Authored By: Favour Vincent Udoh
University of Uyo, Nigeria
INTRODUCTION
The evolution of artificial intelligence has become rampant and is gradually ‘wiping out’ human intelligence. It is safe to say that Artificial intelligence has revolutionized the whole world. At its core, AI encompasses a variety of technologies designed to perform tasks that traditionally require human intelligence. These technologies include machine learning algorithms, natural language processing, and predictive analytics, all of which are designed to learn from data, recognize patterns, and make informed decisions. Consequently, owing to the vast amounts of information generated, AI chatbots are even known to “hallucinate” false information creating problems for users of the technology, by generating everything from false narratives, to inaccurate citations for legal cases, with dramatic practical consequences while potentially infringing on others copyright. With its ability to analyze vast amounts of data, detect patterns, and make informed decisions, AI is reshaping every aspect of life. But the striking question posed is, ‘what happens when these technologies infringe on another’s intellectual property?’.
Whether Generative AI infringes an author’s copyright is a crucial issue that has to be settled as it is seemingly becoming recurrent in the globe today. The question as to who owns the copyright of a creative work when there is an involvement of Artificial Intelligence raises concerns and begs for answers. Thus, this paper seeks to conceptually analyse Artificial intelligence and copyright while addressing Copyright issues arising, and laws regulating them.

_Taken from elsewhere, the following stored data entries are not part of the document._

//! Configuration management for herakles-software-monitor.
//!
//! This module handles loading, merging, and validating configuration from files
//! and CLI arguments. It supports YAML, JSON, and TOML formats. Precedence is
//! CLI/environment > config file > defaults.

use anyhow::{bail, Context};
use serde::{Deserialize, Serialize};
use std::fs;
use std::net::IpAddr;
use std::path::{Path, PathBuf};
use std::time::Duration;
use tracing::info;

use crate::cli::{Args, ConfigFormat};
use crate::collectors::winrm::{DEFAULT_WINRM_HOST, DEFAULT_WINRM_PORT, DEFAULT_WINRM_TIMEOUT_SECS};
use crate::collectors::{Mode, RemoteSettings};
use crate::process::{
    default_targets, load_name_groups_from_file, parse_targets, Matcher, BUILTIN_NAME_GROUPS,
};

// Default configuration constants
pub const DEFAULT_BIND_ADDR: &str = "0.0.0.0";
pub const DEFAULT_PORT: u16 = 8000;
pub const DEFAULT_MODE: Mode = Mode::Winrm;
pub const DEFAULT_INTERVAL_SECS: u64 = 5;
pub const DEFAULT_CAPACITY: usize = 7200;
pub const DEFAULT_PERSIST_INTERVAL_SECS: u64 = 10;
pub const DEFAULT_PERSIST_PATH: &str = "/app_data/metrics.json";

/// Placeholder printed instead of the WinRM password.
const REDACTED: &str = "<redacted>";

/// Configuration structure
#[derive(Debug, Clone, Serialize, Deserialize)]
pub struct Config {
    // Server configuration
    pub port: Option<u16>,
    pub bind: Option<String>,

    // Logging
    pub log_level: Option<String>,

    // Sampling
    pub mode: Option<Mode>,
    #[serde(alias = "sample-interval-seconds")]
    pub sample_interval_seconds: Option<u64>,
    /// Install directories, matched in order
    pub targets: Option<Vec<String>>,
    /// TOML file replacing the built-in keyword groups
    #[serde(alias = "groups-file")]
    pub groups_file: Option<PathBuf>,

    // History
    #[serde(alias = "history-capacity")]
    pub history_capacity: Option<usize>,
    #[serde(alias = "persist-path")]
    pub persist_path: Option<PathBuf>,
    #[serde(alias = "persist-interval-seconds")]
    pub persist_interval_seconds: Option<u64>,
    #[serde(alias = "enable-persistence")]
    pub enable_persistence: Option<bool>,

    // WinRM
    #[serde(alias = "winrm-host")]
    pub winrm_host: Option<String>,
    #[serde(alias = "winrm-port")]
    pub winrm_port: Option<u16>,
    #[serde(alias = "winrm-username")]
    pub winrm_username: Option<String>,
    #[serde(alias = "winrm-password")]
    pub winrm_password: Option<String>,
    #[serde(alias = "winrm-use-ssl")]
    pub winrm_use_ssl: Option<bool>,
    #[serde(alias = "winrm-timeout-secs")]
    pub winrm_timeout_secs: Option<u64>,
}

impl Default for Config {
    fn default() -> Self {
        Self {
            port: Some(DEFAULT_PORT),
            bind: Some(DEFAULT_BIND_ADDR.to_string()),
            log_level: Some("info".into()),
            mode: Some(DEFAULT_MODE),
            sample_interval_seconds: Some(DEFAULT_INTERVAL_SECS),
            targets: Some(default_targets()),
            groups_file: None,
            history_capacity: Some(DEFAULT_CAPACITY),
            persist_path: Some(PathBuf::from(DEFAULT_PERSIST_PATH)),
            persist_interval_seconds: Some(DEFAULT_PERSIST_INTERVAL_SECS),
            enable_persistence: Some(true),
            winrm_host: Some(DEFAULT_WINRM_HOST.to_string()),
            winrm_port: Some(DEFAULT_WINRM_PORT),
            winrm_username: None,
            winrm_password: None,
            winrm_use_ssl: Some(false),
            winrm_timeout_secs: Some(DEFAULT_WINRM_TIMEOUT_SECS),
        }
    }
}

impl Config {
    pub fn mode(&self) -> Mode {
        self.mode.unwrap_or(DEFAULT_MODE)
    }

    /// Sampling interval, at least one second.
    pub fn sample_interval(&self) -> Duration {
        Duration::from_secs(
            self.sample_interval_seconds
                .unwrap_or(DEFAULT_INTERVAL_SECS)
                .max(1),
        )
    }

    pub fn targets(&self) -> Vec<String> {
        match &self.targets {
            Some(t) if t.iter().any(|s| !s.trim().is_empty()) => t
                .iter()
                .map(|s| s.trim().to_string())
                .filter(|s| !s.is_empty())
                .collect(),
            _ => default_targets(),
        }
    }

    pub fn history_capacity(&self) -> usize {
        self.history_capacity.unwrap_or(DEFAULT_CAPACITY)
    }

    /// History file, or `None` when persistence is disabled.
    pub fn persist_path(&self) -> Option<PathBuf> {
        if !self.enable_persistence.unwrap_or(true) {
            return None;
        }
        Some(
            self.persist_path
                .clone()
                .unwrap_or_else(|| PathBuf::from(DEFAULT_PERSIST_PATH)),
        )
    }

    pub fn persist_interval(&self) -> Duration {
        Duration::from_secs(
            self.persist_interval_seconds
                .unwrap_or(DEFAULT_PERSIST_INTERVAL_SECS),
        )
    }

    /// Remote settings from configuration; credentials may be empty.
    pub fn remote_settings(&self) -> RemoteSettings {
        RemoteSettings {
            host: self
                .winrm_host
                .clone()
                .unwrap_or_else(|| DEFAULT_WINRM_HOST.to_string()),
            port: self.winrm_port.unwrap_or(DEFAULT_WINRM_PORT),
            username: self.winrm_username.clone().unwrap_or_default(),
            password: self.winrm_password.clone().unwrap_or_default(),
            use_ssl: self.winrm_use_ssl.unwrap_or(false),
            timeout_secs: self.winrm_timeout_secs.unwrap_or(DEFAULT_WINRM_TIMEOUT_SECS),
        }
    }

    /// Builds the classifier from targets and the effective keyword groups.
    pub fn build_matcher(&self) -> anyhow::Result<Matcher> {
        let groups = match &self.groups_file {
            Some(path) => load_name_groups_from_file(path)?,
            None => BUILTIN_NAME_GROUPS.clone(),
        };
        Ok(Matcher::new(self.targets(), groups))
    }

    /// Copy safe to print.
    pub fn redacted(&self) -> Config {
        let mut copy = self.clone();
        if copy.winrm_password.is_some() {
            copy.winrm_password = Some(REDACTED.to_string());
        }
        copy
    }
}

/// Validate effective config (used by --check-config and at startup)
pub fn validate_effective_config(cfg: &Config) -> anyhow::Result<()> {
    if let Some(bind) = cfg.bind.as_deref() {
        bind.parse::<IpAddr>()
            .with_context(|| format!("Invalid bind address '{}'", bind))?;
    }

    if cfg.port == Some(0) {
        bail!("port must be between 1 and 65535");
    }

    if cfg.history_capacity == Some(0) {
        bail!("history_capacity must be at least 1");
    }

    if cfg.sample_interval_seconds == Some(0) {
        bail!("sample_interval_seconds must be at least 1");
    }

    if cfg.winrm_port == Some(0) {
        bail!("winrm_port must be between 1 and 65535");
    }

    if cfg.winrm_timeout_secs == Some(0) {
        bail!("winrm_timeout_secs must be at least 1");
    }

    if cfg.mode() == Mode::Winrm
        && cfg.winrm_host.as_deref().is_some_and(|h| h.trim().is_empty())
    {
        bail!("winrm_host is empty but mode is winrm");
    }

    let has_user = cfg.winrm_username.as_deref().is_some_and(|u| !u.trim().is_empty());
    let has_pass = cfg.winrm_password.as_deref().is_some_and(|p| !p.is_empty());
    if has_user != has_pass {
        bail!("winrm_username and winrm_password must be set together");
    }

    if let Some(path) = &cfg.groups_file {
        let groups = load_name_groups_from_file(path)?;
        if groups.is_empty() {
            bail!("groups file {} defines no groups", path.display());
        }
    }

    if let Some(path) = &cfg.persist_path {
        if path.as_os_str().is_empty() {
            bail!("persist_path is empty");
        }
    }

    Ok(())
}

/// Resolves configuration from CLI args, config file, and defaults.
/// This enforces precedence: CLI (if provided) > config file > default.
pub fn resolve_config(args: &Args) -> anyhow::Result<Config> {
    let mut config = if args.no_config {
        Config::default()
    } else {
        load_config(args.config.as_deref())?
    };

    // Override with CLI args
    if let Some(bind_ip) = args.bind {
        config.bind = Some(bind_ip.to_string());
    }
    if let Some(cli_port) = args.port {
        config.port = Some(cli_port);
    }

    if let Some(mode) = args.mode {
        config.mode = Some(mode);
    }
    if let Some(interval) = args.interval {
        config.sample_interval_seconds = Some(interval);
    }
    if let Some(raw) = &args.targets {
        config.targets = Some(parse_targets(raw));
    }
    if let Some(path) = &args.groups_file {
        config.groups_file = Some(path.clone());
    }

    if let Some(capacity) = args.capacity {
        config.history_capacity = Some(capacity);
    }
    if let Some(path) = &args.persist_path {
        config.persist_path = Some(path.clone());
    }
    if let Some(secs) = args.persist_interval {
        config.persist_interval_seconds = Some(secs);
    }
    if args.no_persist {
        config.enable_persistence = Some(false);
    }

    if let Some(host) = &args.winrm_host {
        config.winrm_host = Some(host.clone());
    }
    if let Some(port) = args.winrm_port {
        config.winrm_port = Some(port);
    }
    if let Some(user) = &args.winrm_username {
        config.winrm_username = Some(user.clone());
    }
    if let Some(pass) = &args.winrm_password {
        config.winrm_password = Some(pass.clone());
    }
    if let Some(ssl) = args.winrm_use_ssl {
        config.winrm_use_ssl = Some(ssl);
    }
    if let Some(secs) = args.winrm_timeout {
        config.winrm_timeout_secs = Some(secs);
    }

    Ok(config)
}

/// Configuration loading with multiple format support
pub fn load_config(path: Option<&Path>) -> anyhow::Result<Config> {
    let path = match path {
        Some(p) => p.to_path_buf(),
        None => {
            // Try default locations
            let defaults = [
                "/etc/herakles/software-monitor.yaml",
                "/etc/herakles/software-monitor.yml",
                "/etc/herakles/software-monitor.json",
                "./herakles-software-monitor.yaml",
                "./herakles-software-monitor.yml",
                "./herakles-software-monitor.json",
            ];
            match defaults.iter().map(Path::new).find(|p| p.exists()) {
                Some(p) => p.to_path_buf(),
                None => return Ok(Config::default()),
            }
        }
    };

    if !path.exists() {
        return Ok(Config::default());
    }

    let content = fs::read_to_string(&path)
        .with_context(|| format!("cannot read config file {}", path.display()))?;

    let config: Config = match path.extension().and_then(|s| s.to_str()) {
        Some("json") => serde_json::from_str(&content)
            .with_context(|| format!("invalid JSON config {}", path.display()))?,
        Some("toml") => toml::from_str(&content)
            .with_context(|| format!("invalid TOML config {}", path.display()))?,
        // Default to YAML
        _ => serde_yaml::from_str(&content)
            .with_context(|| format!("invalid YAML config {}", path.display()))?,
    };
    info!("Loaded configuration from: {}", path.display());
    Ok(config)
}

/// Renders configuration in the requested format with the password redacted.
pub fn render_config(config: &Config, format: &ConfigFormat) -> anyhow::Result<String> {
    let config = config.redacted();
    Ok(match format {
        ConfigFormat::Json => serde_json::to_string_pretty(&config)?,
        ConfigFormat::Toml => toml::to_string_pretty(&config)?,
        ConfigFormat::Yaml => serde_yaml::to_string(&config)?,
    })
}

/// Shows configuration in requested format
pub fn show_config(config: &Config, format: ConfigFormat) -> anyhow::Result<()> {
    println!("{}", render_config(config, &format)?);
    Ok(())
}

It also seeks to offer useful recommendations and the way forward in the intersection of Generative AI and Copyright.
CONCEPTUAL CLARIFICATIONS
Artificial intelligence
Artificial Intelligence is the practice of getting machines to mimic human intelligence to perform tasks.[1]In this order, machines are able to perform human tasks.
Generative AI
Generative AI also known as ‘Gen AI’ refers to deep-learning models that can generate high -quality text, images, and other content, based on the data they were trained on.[2]It is powered by its latest large language model, can write poems, tell jokes, and can perform human tasks based on prompt (input).
What is Copyright?
A copyright is a collection of rights that automatically vests on someone who creates an original work of authorship such as literary work, story, movie or software. These rights include the right to reproduce the work, to prepare derivative work, distribute copies and to perform and display the work publicly.
The laws which protect Copyright are called ‘Copyright Laws ‘and they have been enacted into different states statute and legislations of a country’s jurisdiction. For instance, in Nigeria, the Copyright Act[3] is the statute governing copyright production. The purpose of the aforementioned Act is to:
- Protect the rights of authors and producers .
- To ensure reward and recognition for authors’ intellectual property.
- To provide appropriate limitations and exceptions to guarantee access to creative materials.
INTERSECTION BETWEEN GENERATIVE AI AND COPYRIGHT: ISSUES ARISING
The introduction of these technological machines and chatbots has brought to limelight, the need to clearly settle the concerns in relation to copyright, through legal instruments. As far as generative AI tools generate information from processed data, we cannot deny the chances of reproducing one’s intellectual property unduly, by the AI tools. Advertently, the growth of Generative AI has presented interesting challenges for copyright law globally and locally. The development of these generative AI tools brings higher proclivity for copyright infringement. Further, the legal person good of AI machines remains a fiction, and in the absence of legal certainty in that light, the question of copyrightability arises. Accordingly, two (2) issues which have come into consideration include:
- The infringement of copyright by Generative AI tools;
- Copyrightability of content produced using Generative AI.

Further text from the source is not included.